Each Purchaser represents and warrants to the Company as of the date of this Agreement and as of the Closing Date as follows:
 
7.1. Organization and Qualification. Each Purchaser, if not an individual person, is an entity duly organized, validly existing and in good standing under the Laws of the jurisdiction of its formation and has all requisite power and authority to own, lease and operate its properties and to carry on its business as now being conducted.
 
7.2. Authorization. Each Purchaser has full corporate power and authority to enter into this Agreement and to consummate the transactions contemplated hereby and thereby. The execution and delivery of this Agreement and the consummation of the transactions contemplated hereby have been duly authorized by all necessary corporate action on the part of such Purchaser. This Agreement has been duly executed and delivered by such Purchaser. This Agreement constitutes, and upon the execution and delivery thereof by such Purchaser, a legal, valid and binding obligation, as applicable, enforceable against each Purchaser in accordance with its terms.
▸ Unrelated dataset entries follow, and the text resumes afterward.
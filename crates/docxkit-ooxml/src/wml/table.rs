//! Tables (`w:tbl`), rows and cells

use crate::error::Result;
use crate::namespace::NsFamily;
use crate::xml::{
    decode_into, encode_opt, xml_attributes, xml_sequence, Attrs, OnOff, StartTag, Val,
    XmlElement, XmlReader, XmlWriter,
};

use super::document::Block;
use super::paragraph::{BookmarkEnd, BookmarkStart, Paragraph};
use super::properties::{
    CellBorders, CellMargins, CellMergeRevision, ConditionalFormatting, RowHeight, Shading,
    TableBorders, TableLayout, TableLook, TablePositioning, TableWidth, TrackChange,
};
use super::simple_types::*;

xml_sequence! {
    /// Table properties (`w:tblPr`)
    #[derive(Debug, Clone, PartialEq, Eq, Default)]
    pub struct TableProperty {
        // 1
        style: Val<String> => "tblStyle",
        positioning: TablePositioning => "tblpPr",
        overlap: Val<String> => "tblOverlap",
        bidi_visual: OnOff => "bidiVisual",
        // 5
        style_row_band_size: Val<i64> => "tblStyleRowBandSize",
        style_col_band_size: Val<i64> => "tblStyleColBandSize",
        width: TableWidth => "tblW",
        justification: Val<Justification> => "jc",
        cell_spacing: TableWidth => "tblCellSpacing",
        // 10
        indentation: TableWidth => "tblInd",
        borders: TableBorders => "tblBorders",
        shading: Shading => "shd",
        layout: TableLayout => "tblLayout",
        cell_margins: CellMargins => "tblCellMar",
        // 15
        look: TableLook => "tblLook",
        caption: Val<String> => "tblCaption",
        description: Val<String> => "tblDescription",
    }
}

xml_sequence! {
    /// Row-level overrides of table properties (`w:tblPrEx`)
    #[derive(Debug, Clone, PartialEq, Eq, Default)]
    pub struct TablePropertyExceptions {
        width: TableWidth => "tblW",
        justification: Val<Justification> => "jc",
        cell_spacing: TableWidth => "tblCellSpacing",
        indentation: TableWidth => "tblInd",
        borders: TableBorders => "tblBorders",
        shading: Shading => "shd",
        layout: TableLayout => "tblLayout",
        cell_margins: CellMargins => "tblCellMar",
        look: TableLook => "tblLook",
    }
}

xml_sequence! {
    /// Row properties (`w:trPr`)
    #[derive(Debug, Clone, PartialEq, Eq, Default)]
    pub struct RowProperty {
        conditional: ConditionalFormatting => "cnfStyle",
        div_id: Val<i64> => "divId",
        grid_before: Val<u32> => "gridBefore",
        grid_after: Val<u32> => "gridAfter",
        width_before: TableWidth => "wBefore",
        width_after: TableWidth => "wAfter",
        cant_split: OnOff => "cantSplit",
        height: RowHeight => "trHeight",
        header: OnOff => "tblHeader",
        cell_spacing: TableWidth => "tblCellSpacing",
        justification: Val<Justification> => "jc",
        hidden: OnOff => "hidden",
    }
}

xml_attributes! {
    /// One grid column (`w:gridCol`)
    #[derive(Debug, Clone, PartialEq, Eq, Default)]
    pub struct GridColumn {
        /// Width in twentieths of a point
        w: Option<Measure> => "w:w",
    }
}

fn decode_grid_columns(reader: &mut XmlReader<'_>, start: &StartTag) -> Result<Vec<GridColumn>> {
    let mut columns = Vec::new();
    while let Some(tag) = reader.next_element(start)? {
        if tag.is_w("gridCol") {
            columns.push(GridColumn::decode(reader, &tag)?);
        } else {
            reader.skip_unknown(start, &tag)?;
        }
    }
    Ok(columns)
}

fn encode_grid_columns(writer: &mut XmlWriter, columns: &[GridColumn]) -> Result<()> {
    columns
        .iter()
        .try_for_each(|col| col.encode(writer, "w:gridCol"))
}

/// Revised grid recorded by change tracking (`w:tblGridChange`)
#[derive(Debug, Clone, PartialEq, Eq, Default)]
pub struct TableGridChange {
    pub id: i64,
    /// Grid columns before the change
    pub columns: Vec<GridColumn>,
}

impl XmlElement for TableGridChange {
    fn decode(reader: &mut XmlReader<'_>, start: &StartTag) -> Result<Self> {
        let mut change = Self {
            id: reader.required_attr(start, "id")?,
            columns: Vec::new(),
        };
        while let Some(tag) = reader.next_element(start)? {
            if tag.is_w("tblGrid") {
                change.columns = decode_grid_columns(reader, &tag)?;
            } else {
                reader.skip_unknown(start, &tag)?;
            }
        }
        Ok(change)
    }

    fn encode(&self, writer: &mut XmlWriter, name: &str) -> Result<()> {
        writer.start(name, Attrs::new().with("w:id", &self.id))?;
        writer.start("w:tblGrid", Attrs::new())?;
        encode_grid_columns(writer, &self.columns)?;
        writer.end("w:tblGrid")?;
        writer.end(name)
    }
}

/// Column grid (`w:tblGrid`)
#[derive(Debug, Clone, PartialEq, Eq, Default)]
pub struct TableGrid {
    pub columns: Vec<GridColumn>,
    pub change: Option<TableGridChange>,
}

impl TableGrid {
    /// Grid from column widths in twentieths of a point
    pub fn from_widths(widths: &[u32]) -> Self {
        Self {
            columns: widths
                .iter()
                .map(|&w| GridColumn {
                    w: Some(Measure::Twips(i64::from(w))),
                })
                .collect(),
            change: None,
        }
    }
}

impl XmlElement for TableGrid {
    fn decode(reader: &mut XmlReader<'_>, start: &StartTag) -> Result<Self> {
        let mut grid = Self::default();
        while let Some(tag) = reader.next_element(start)? {
            if tag.family != NsFamily::Wml {
                reader.skip_unknown(start, &tag)?;
                continue;
            }
            match tag.local.as_str() {
                "gridCol" => grid.columns.push(GridColumn::decode(reader, &tag)?),
                "tblGridChange" => decode_into(&mut grid.change, reader, &tag)?,
                _ => reader.skip_unknown(start, &tag)?,
            }
        }
        Ok(grid)
    }

    fn encode(&self, writer: &mut XmlWriter, name: &str) -> Result<()> {
        writer.start(name, Attrs::new())?;
        encode_grid_columns(writer, &self.columns)?;
        encode_opt(writer, "w:tblGridChange", &self.change)?;
        writer.end(name)
    }
}

/// Cell-level revision; at most one per cell
#[derive(Debug, Clone, PartialEq, Eq)]
pub enum CellRevision {
    Insertion(TrackChange),
    Deletion(TrackChange),
    Merge(CellMergeRevision),
}

impl CellRevision {
    fn element_name(&self) -> &'static str {
        match self {
            CellRevision::Insertion(_) => "w:cellIns",
            CellRevision::Deletion(_) => "w:cellDel",
            CellRevision::Merge(_) => "w:cellMerge",
        }
    }

    fn encode(&self, writer: &mut XmlWriter) -> Result<()> {
        let name = self.element_name();
        match self {
            CellRevision::Insertion(c) | CellRevision::Deletion(c) => c.encode(writer, name),
            CellRevision::Merge(m) => m.encode(writer, name),
        }
    }
}

/// Cell properties (`w:tcPr`)
#[derive(Debug, Clone, PartialEq, Eq, Default)]
pub struct CellProperty {
    // 1
    pub conditional: Option<ConditionalFormatting>,
    pub width: Option<TableWidth>,
    pub grid_span: Option<Val<u32>>,
    pub h_merge: Option<Val<Option<MergeType>>>,
    pub v_merge: Option<Val<Option<MergeType>>>,
    // 6
    pub borders: Option<CellBorders>,
    pub shading: Option<Shading>,
    pub no_wrap: Option<OnOff>,
    pub margins: Option<CellMargins>,
    pub text_direction: Option<Val<TextDirection>>,
    // 11
    pub fit_text: Option<OnOff>,
    pub vertical_align: Option<Val<VerticalJc>>,
    pub hide_mark: Option<OnOff>,
    pub revision: Option<CellRevision>,
}

impl CellProperty {
    fn set_revision(&mut self, tag: &StartTag, revision: CellRevision) {
        match &self.revision {
            Some(existing) => tracing::warn!(
                kept = existing.element_name(),
                dropped = %tag.local,
                "dropping second cell revision of a choice group"
            ),
            None => self.revision = Some(revision),
        }
    }
}

impl XmlElement for CellProperty {
    fn decode(reader: &mut XmlReader<'_>, start: &StartTag) -> Result<Self> {
        let mut pr = CellProperty::default();
        while let Some(tag) = reader.next_element(start)? {
            if tag.family != NsFamily::Wml {
                reader.skip_unknown(start, &tag)?;
                continue;
            }
            match tag.local.as_str() {
                "cnfStyle" => decode_into(&mut pr.conditional, reader, &tag)?,
                "tcW" => decode_into(&mut pr.width, reader, &tag)?,
                "gridSpan" => decode_into(&mut pr.grid_span, reader, &tag)?,
                "hMerge" => decode_into(&mut pr.h_merge, reader, &tag)?,
                "vMerge" => decode_into(&mut pr.v_merge, reader, &tag)?,
                "tcBorders" => decode_into(&mut pr.borders, reader, &tag)?,
                "shd" => decode_into(&mut pr.shading, reader, &tag)?,
                "noWrap" => decode_into(&mut pr.no_wrap, reader, &tag)?,
                "tcMar" => decode_into(&mut pr.margins, reader, &tag)?,
                "textDirection" => decode_into(&mut pr.text_direction, reader, &tag)?,
                "tcFitText" => decode_into(&mut pr.fit_text, reader, &tag)?,
                "vAlign" => decode_into(&mut pr.vertical_align, reader, &tag)?,
                "hideMark" => decode_into(&mut pr.hide_mark, reader, &tag)?,
                "cellIns" => {
                    let change = TrackChange::decode(reader, &tag)?;
                    pr.set_revision(&tag, CellRevision::Insertion(change));
                }
                "cellDel" => {
                    let change = TrackChange::decode(reader, &tag)?;
                    pr.set_revision(&tag, CellRevision::Deletion(change));
                }
                "cellMerge" => {
                    let merge = CellMergeRevision::decode(reader, &tag)?;
                    pr.set_revision(&tag, CellRevision::Merge(merge));
                }
                _ => reader.skip_unknown(start, &tag)?,
            }
        }
        Ok(pr)
    }

    fn encode(&self, writer: &mut XmlWriter, name: &str) -> Result<()> {
        writer.start(name, Attrs::new())?;
        encode_opt(writer, "w:cnfStyle", &self.conditional)?;
        encode_opt(writer, "w:tcW", &self.width)?;
        encode_opt(writer, "w:gridSpan", &self.grid_span)?;
        encode_opt(writer, "w:hMerge", &self.h_merge)?;
        encode_opt(writer, "w:vMerge", &self.v_merge)?;
        encode_opt(writer, "w:tcBorders", &self.borders)?;
        encode_opt(writer, "w:shd", &self.shading)?;
        encode_opt(writer, "w:noWrap", &self.no_wrap)?;
        encode_opt(writer, "w:tcMar", &self.margins)?;
        encode_opt(writer, "w:textDirection", &self.text_direction)?;
        encode_opt(writer, "w:tcFitText", &self.fit_text)?;
        encode_opt(writer, "w:vAlign", &self.vertical_align)?;
        encode_opt(writer, "w:hideMark", &self.hide_mark)?;
        if let Some(revision) = &self.revision {
            revision.encode(writer)?;
        }
        writer.end(name)
    }
}
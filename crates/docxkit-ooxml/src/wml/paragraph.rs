//! Paragraphs (`w:p`) and their inline content

use crate::error::Result;
use crate::namespace::NsFamily;
use crate::xml::{
    encode_opt, xml_attributes, xml_sequence, Attrs, OnOff, StartTag, Val, XmlElement, XmlReader,
    XmlWriter,
};

use super::properties::{
    ConditionalFormatting, FrameProperty, Indentation, NumberingProperty, ParagraphBorders,
    Shading, Spacing, Tabs, TrackChange,
};
use super::run::{decode_runs, encode_runs, Run, RunProperty};
use super::section::SectionProperty;
use super::simple_types::*;

xml_sequence! {
    /// Paragraph properties (`w:pPr`)
    #[derive(Debug, Clone, PartialEq, Eq, Default)]
    pub struct ParagraphProperty {
        // 1
        style: Val<String> => "pStyle",
        keep_next: OnOff => "keepNext",
        keep_lines: OnOff => "keepLines",
        page_break_before: OnOff => "pageBreakBefore",
        frame: FrameProperty => "framePr",
        widow_control: OnOff => "widowControl",
        numbering: NumberingProperty => "numPr",
        suppress_line_numbers: OnOff => "suppressLineNumbers",
        borders: ParagraphBorders => "pBdr",
        shading: Shading => "shd",
        // 11
        tabs: Tabs => "tabs",
        suppress_auto_hyphens: OnOff => "suppressAutoHyphens",
        kinsoku: OnOff => "kinsoku",
        word_wrap: OnOff => "wordWrap",
        overflow_punct: OnOff => "overflowPunct",
        top_line_punct: OnOff => "topLinePunct",
        auto_space_de: OnOff => "autoSpaceDE",
        auto_space_dn: OnOff => "autoSpaceDN",
        bidi: OnOff => "bidi",
        adjust_right_ind: OnOff => "adjustRightInd",
        // 21
        snap_to_grid: OnOff => "snapToGrid",
        spacing: Spacing => "spacing",
        indentation: Indentation => "ind",
        contextual_spacing: OnOff => "contextualSpacing",
        mirror_indents: OnOff => "mirrorIndents",
        suppress_overlap: OnOff => "suppressOverlap",
        justification: Val<Justification> => "jc",
        text_direction: Val<TextDirection> => "textDirection",
        text_alignment: Val<TextAlignment> => "textAlignment",
        textbox_tight_wrap: Val<String> => "textboxTightWrap",
        // 31
        outline_level: Val<u8> => "outlineLvl",
        div_id: Val<i64> => "divId",
        conditional: ConditionalFormatting => "cnfStyle",
        /// Paragraph mark run properties
        run_property: RunProperty => "rPr",
        /// Section break ending at this paragraph
        section: Box<SectionProperty> => "sectPr",
    }
}

xml_attributes! {
    /// Start of a bookmarked range (`w:bookmarkStart`)
    #[derive(Debug, Clone, PartialEq, Eq, Default)]
    pub struct BookmarkStart {
        id: i64 => "w:id",
        name: String => "w:name",
        col_first: Option<i64> => "w:colFirst",
        col_last: Option<i64> => "w:colLast",
    }
}

xml_attributes! {
    /// End of a bookmarked range (`w:bookmarkEnd`)
    #[derive(Debug, Clone, PartialEq, Eq, Default)]
    pub struct BookmarkEnd {
        id: i64 => "w:id",
    }
}

xml_attributes! {
    /// Spelling or grammar mark (`w:proofErr`)
    #[derive(Debug, Clone, PartialEq, Eq)]
    pub struct ProofError {
        err_type: ProofErrType => "w:type",
    }
}

/// A hyperlink (`w:hyperlink`)
#[derive(Debug, Clone, PartialEq, Eq, Default)]
pub struct Hyperlink {
    pub target_frame: Option<String>,
    pub tooltip: Option<String>,
    pub doc_location: Option<String>,
    pub history: Option<bool>,
    /// Bookmark name for internal links
    pub anchor: Option<String>,
    /// Relationship id (`r:id`) of an external target
    pub id: Option<String>,
    pub runs: Vec<Run>,
}

impl XmlElement for Hyperlink {
    fn decode(reader: &mut XmlReader<'_>, start: &StartTag) -> Result<Self> {
        Ok(Self {
            target_frame: reader.attr(start, "tgtFrame")?,
            tooltip: reader.attr(start, "tooltip")?,
            doc_location: reader.attr(start, "docLocation")?,
            history: reader.attr(start, "history")?,
            anchor: reader.attr(start, "anchor")?,
            id: reader.rel_attr(start, "id")?,
            runs: decode_runs(reader, start)?,
        })
    }

    fn encode(&self, writer: &mut XmlWriter, name: &str) -> Result<()> {
        writer.start(
            name,
            Attrs::new()
                .with("w:tgtFrame", &self.target_frame)
                .with("w:tooltip", &self.tooltip)
                .with("w:docLocation", &self.doc_location)
                .with("w:history", &self.history)
                .with("w:anchor", &self.anchor)
                .with("r:id", &self.id),
        )?;
        encode_runs(writer, &self.runs)?;
        writer.end(name)
    }
}

/// A simple field (`w:fldSimple`)
#[derive(Debug, Clone, PartialEq, Eq, Default)]
pub struct SimpleField {
    /// Field instruction, e.g. ` PAGE `
    pub instr: String,
    pub lock: Option<bool>,
    pub dirty: Option<bool>,
    /// Cached field result
    pub runs: Vec<Run>,
}

impl XmlElement for SimpleField {
    fn decode(reader: &mut XmlReader<'_>, start: &StartTag) -> Result<Self> {
        Ok(Self {
            instr: reader.required_attr(start, "instr")?,
            lock: reader.attr(start, "fldLock")?,
            dirty: reader.attr(start, "dirty")?,
            runs: decode_runs(reader, start)?,
        })
    }

    fn encode(&self, writer: &mut XmlWriter, name: &str) -> Result<()> {
        writer.start(
            name,
            Attrs::new()
                .with("w:instr", &self.instr)
                .with("w:fldLock", &self.lock)
                .with("w:dirty", &self.dirty),
        )?;
        encode_runs(writer, &self.runs)?;
        writer.end(name)
    }
}

/// Tracked insertion or deletion of runs (`w:ins`, `w:del`)
#[derive(Debug, Clone, PartialEq, Eq, Default)]
pub struct RunTrackChange {
    pub change: TrackChange,
    pub runs: Vec<Run>,
}

impl XmlElement for RunTrackChange {
    fn decode(reader: &mut XmlReader<'_>, start: &StartTag) -> Result<Self> {
        let change = TrackChange {
            id: reader.required_attr(start, "id")?,
            author: reader.required_attr(start, "author")?,
            date: reader.attr(start, "date")?,
        };
        let runs = decode_runs(reader, start)?;
        Ok(Self { change, runs })
    }

    fn encode(&self, writer: &mut XmlWriter, name: &str) -> Result<()> {
        writer.start(
            name,
            Attrs::new()
                .with("w:id", &self.change.id)
                .with("w:author", &self.change.author)
                .with("w:date", &self.change.date),
        )?;
        encode_runs(writer, &self.runs)?;
        writer.end(name)
    }
}

/// One piece of paragraph content
#[derive(Debug, Clone, PartialEq, Eq)]
pub enum ParagraphChild {
    Run(Run),
    Hyperlink(Hyperlink),
    BookmarkStart(BookmarkStart),
    BookmarkEnd(BookmarkEnd),
    ProofError(ProofError),
    SimpleField(SimpleField),
    Insertion(RunTrackChange),
    Deletion(RunTrackChange),
}

impl ParagraphChild {
    fn decode_child(reader: &mut XmlReader<'_>, tag: &StartTag) -> Result<Option<Self>> {
        if tag.family != NsFamily::Wml {
            return Ok(None);
        }
        let child = match tag.local.as_str() {
            "r" => ParagraphChild::Run(Run::decode(reader, tag)?),
            "hyperlink" => ParagraphChild::Hyperlink(Hyperlink::decode(reader, tag)?),
            "bookmarkStart" => ParagraphChild::BookmarkStart(BookmarkStart::decode(reader, tag)?),
            "bookmarkEnd" => ParagraphChild::BookmarkEnd(BookmarkEnd::decode(reader, tag)?),
            "proofErr" => ParagraphChild::ProofError(ProofError::decode(reader, tag)?),
            "fldSimple" => ParagraphChild::SimpleField(SimpleField::decode(reader, tag)?),
            "ins" => ParagraphChild::Insertion(RunTrackChange::decode(reader, tag)?),
            "del" => ParagraphChild::Deletion(RunTrackChange::decode(reader, tag)?),
            _ => return Ok(None),
        };
        Ok(Some(child))
    }

    fn encode(&self, writer: &mut XmlWriter) -> Result<()> {
        match self {
            ParagraphChild::Run(r) => r.encode(writer, "w:r"),
            ParagraphChild::Hyperlink(h) => h.encode(writer, "w:hyperlink"),
            ParagraphChild::BookmarkStart(b) => b.encode(writer, "w:bookmarkStart"),
            ParagraphChild::BookmarkEnd(b) => b.encode(writer, "w:bookmarkEnd"),
            ParagraphChild::ProofError(p) => p.encode(writer, "w:proofErr"),
            ParagraphChild::SimpleField(f) => f.encode(writer, "w:fldSimple"),
            ParagraphChild::Insertion(c) => c.encode(writer, "w:ins"),
            ParagraphChild::Deletion(c) => c.encode(writer, "w:del"),
        }
    }
}

/// A paragraph
#[derive(Debug, Clone, PartialEq, Eq, Default)]
pub struct Paragraph {
    pub rsid_r_pr: Option<String>,
    pub rsid_r: Option<String>,
    pub rsid_del: Option<String>,
    pub rsid_p: Option<String>,
    pub rsid_r_default: Option<String>,
    /// Word 2010 paragraph id (`w14:paraId`)
    pub para_id: Option<String>,
    /// Word 2010 text id (`w14:textId`)
    pub text_id: Option<String>,
    pub property: Option<ParagraphProperty>,
    pub children: Vec<ParagraphChild>,
}

impl Paragraph {
    /// Empty paragraph
    pub fn new() -> Self {
        Self::default()
    }

    /// Paragraph holding one run of text
    pub fn with_text(text: impl Into<String>) -> Self {
        let mut p = Self::new();
        p.add_run(Run::with_text(text));
        p
    }

    /// Append a run
    pub fn add_run(&mut self, run: Run) -> &mut Self {
        self.children.push(ParagraphChild::Run(run));
        self
    }

    /// Paragraph properties, created on first use
    pub fn property_mut(&mut self) -> &mut ParagraphProperty {
        self.property.get_or_insert_with(ParagraphProperty::default)
    }

    /// Referenced paragraph style id
    pub fn style_id(&self) -> Option<&str> {
        self.property
            .as_ref()
            .and_then(|p| p.style.as_ref())
            .map(|s| s.val.as_str())
    }

    /// All runs, including those inside hyperlinks, fields and insertions
    pub fn runs(&self) -> impl Iterator<Item = &Run> {
        self.children.iter().flat_map(|child| {
            let runs: &[Run] = match child {
                ParagraphChild::Run(run) => std::slice::from_ref(run),
                ParagraphChild::Hyperlink(h) => &h.runs,
                ParagraphChild::SimpleField(f) => &f.runs,
                ParagraphChild::Insertion(c) => &c.runs,
                _ => &[],
            };
            runs.iter()
        })
    }

    /// Get plain text of this paragraph (deleted runs excluded)
    pub fn plain_text(&self) -> String {
        self.runs().map(|r| r.plain_text()).collect()
    }
}

impl XmlElement for Paragraph {
    fn decode(reader: &mut XmlReader<'_>, start: &StartTag) -> Result<Self> {
        let mut p = Paragraph {
            rsid_r_pr: reader.attr(start, "rsidRPr")?,
            rsid_r: reader.attr(start, "rsidR")?,
            rsid_del: reader.attr(start, "rsidDel")?,
            rsid_p: reader.attr(start, "rsidP")?,
            rsid_r_default: reader.attr(start, "rsidRDefault")?,
            para_id: reader.attr(start, "paraId")?,
            text_id: reader.attr(start, "textId")?,
            ..Default::default()
        };
        while let Some(tag) = reader.next_element(start)? {
            if tag.is_w("pPr") {
                p.property = Some(ParagraphProperty::decode(reader, &tag)?);
                continue;
            }
            match ParagraphChild::decode_child(reader, &tag)? {
                Some(child) => p.children.push(child),
                None => reader.skip_unknown(start, &tag)?,
            }
        }
        Ok(p)
    }

    fn encode(&self, writer: &mut XmlWriter, name: &str) -> Result<()> {
        writer.start(
            name,
            Attrs::new()
                .with("w14:paraId", &self.para_id)
                .with("w14:textId", &self.text_id)
                .with("w:rsidR", &self.rsid_r)
                .with("w:rsidRPr", &self.rsid_r_pr)
                .with("w:rsidDel", &self.rsid_del)
                .with("w:rsidRDefault", &self.rsid_r_default)
                .with("w:rsidP", &self.rsid_p),
        )?;
        encode_opt(writer, "w:pPr", &self.property)?;
        for child in &self.children {
            child.encode(writer)?;
        }
        writer.end(name)
    }
}

#[cfg(test)]
mod tests {
    use super::*;
    use crate::test_utils::{decode_fragment, encode_fragment};

    #[test]
    fn test_children_keep_order() {
        let p: Paragraph = decode_fragment(
            r#"<w:p><w:bookmarkStart w:id="0" w:name="intro"/><w:r><w:t>See </w:t></w:r><w:hyperlink r:id="rId5"><w:r><w:t>docs</w:t></w:r></w:hyperlink><w:proofErr w:type="spellStart"/><w:bookmarkEnd w:id="0"/></w:p>"#,
        )
        .unwrap();
        assert_eq!(p.children.len(), 5);
        assert!(matches!(p.children[0], ParagraphChild::BookmarkStart(ref b) if b.name == "intro"));
        assert!(matches!(p.children[2], ParagraphChild::Hyperlink(ref h) if h.id.as_deref() == Some("rId5")));
        assert!(matches!(p.children[4], ParagraphChild::BookmarkEnd(BookmarkEnd { id: 0 })));
        assert_eq!(p.plain_text(), "See docs");
    }

    #[test]
    fn test_properties_roundtrip_in_schema_order() {
        let xml = r#"<w:p><w:pPr><w:pStyle w:val="Heading1"/><w:keepNext/><w:numPr><w:ilvl w:val="0"/><w:numId w:val="2"/></w:numPr><w:spacing w:before="240" w:after="60"/><w:ind w:left="720" w:hanging="360"/><w:jc w:val="center"/><w:outlineLvl w:val="0"/><w:rPr><w:b/></w:rPr></w:pPr><w:r><w:t>Title</w:t></w:r></w:p>"#;
        let p: Paragraph = decode_fragment(xml).unwrap();
        let props = p.property.as_ref().unwrap();
        assert_eq!(p.style_id(), Some("Heading1"));
        assert_eq!(props.justification, Some(Val::new(Justification::Center)));
        assert_eq!(props.indentation.as_ref().unwrap().hanging, Some(Measure::Twips(360)));
        assert_eq!(encode_fragment(&p, "w:p"), xml);
    }

    #[test]
    fn test_empty_paragraph_is_self_closing() {
        assert_eq!(encode_fragment(&Paragraph::new(), "w:p"), "<w:p/>");
    }

    #[test]
    fn test_tracked_changes_and_fields() {
        let p: Paragraph = decode_fragment(
            r#"<w:p><w:ins w:id="1" w:author="Ann" w:date="2024-01-01T00:00:00Z"><w:r><w:t>new</w:t></w:r></w:ins><w:del w:id="2" w:author="Bob"><w:r><w:delText>old</w:delText></w:r></w:del><w:fldSimple w:instr=" PAGE "><w:r><w:t>3</w:t></w:r></w:fldSimple></w:p>"#,
        )
        .unwrap();
        assert!(matches!(p.children[0], ParagraphChild::Insertion(ref c) if c.change.author == "Ann"));
        assert!(matches!(p.children[1], ParagraphChild::Deletion(ref c) if c.change.date.is_none()));
        assert_eq!(p.plain_text(), "new3");

        let again: Paragraph = decode_fragment(&encode_fragment(&p, "w:p")).unwrap();
        assert_eq!(again, p);
    }

    #[test]
    fn test_unknown_siblings_do_not_change_known_children() {
        let plain: Paragraph =
            decode_fragment(r#"<w:p><w:r><w:t>a</w:t></w:r><w:r><w:t>b</w:t></w:r></w:p>"#).unwrap();
        let noisy: Paragraph = decode_fragment(
            r#"<w:p><w:r><w:t>a</w:t></w:r><w:commentRangeStart w:id="1"/><w14:future xmlns:w14="http://schemas.microsoft.com/office/word/2010/wordml"><w:r><w:t>x</w:t></w:r></w14:future><w:r><w:t>b</w:t></w:r></w:p>"#,
        )
        .unwrap();
        assert_eq!(plain, noisy);
    }
}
Such Purchaser has corporate power and authority to enter into this Agreement to which it is a party and to consummate the transactions contemplated hereby.
 
7.3. No Contravention. Neither the execution, delivery and performance of this Agreement by a Purchaser, nor the consummation of the transactions contemplated hereby or thereby, will (a) violate or conflict with, any provision of the governing documents of such Purchaser, (b) violate or conflict with any Law or Order to which such Purchaser is bound or subject, or (c) any Contract or Permit to which such Purchaser is a party or by which Party or such Purchaser may be bound or affected, other than, in cases of clauses (a) through (c), such violations or conflicts which not reasonably be expected to have a Material Adverse Effect.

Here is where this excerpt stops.